→ **ENTRIES PROVIDED**:
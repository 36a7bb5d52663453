//! Batch pipeline: plan → execute → collect.
//!
//! Planning discovers inputs and resolves names and pairings up front, so
//! every conflict is known before the first worker starts. The orchestrator
//! then fans the plan out over a bounded pool and reports through the
//! progress queue.

pub mod executor;
pub mod orchestrator;
pub mod plan;

pub use executor::{TaskContext, TaskExecutor};
pub use orchestrator::BatchOrchestrator;
pub use plan::{BatchPlan, plan_font_normalization, plan_invoice_merge, plan_text_replacement};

→ **WHAT YOU HAVE TO DO**: Copy out the whole listing exactly as written.

→ **TASK RESPONSE**:
repository 36a7bb5d52663453
//! Batch pipeline: plan → execute → collect.
//!
//! Planning discovers inputs and resolves names and pairings up front, so
//! every conflict is known before the first worker starts. The orchestrator
//! then fans the plan out over a bounded pool and reports through the
//! progress queue.

pub mod executor;
pub mod orchestrator;
pub mod plan;

pub use executor::{TaskContext, TaskExecutor};
pub use orchestrator::BatchOrchestrator;
pub use plan::{BatchPlan, plan_font_normalization, plan_invoice_merge, plan_text_replacement};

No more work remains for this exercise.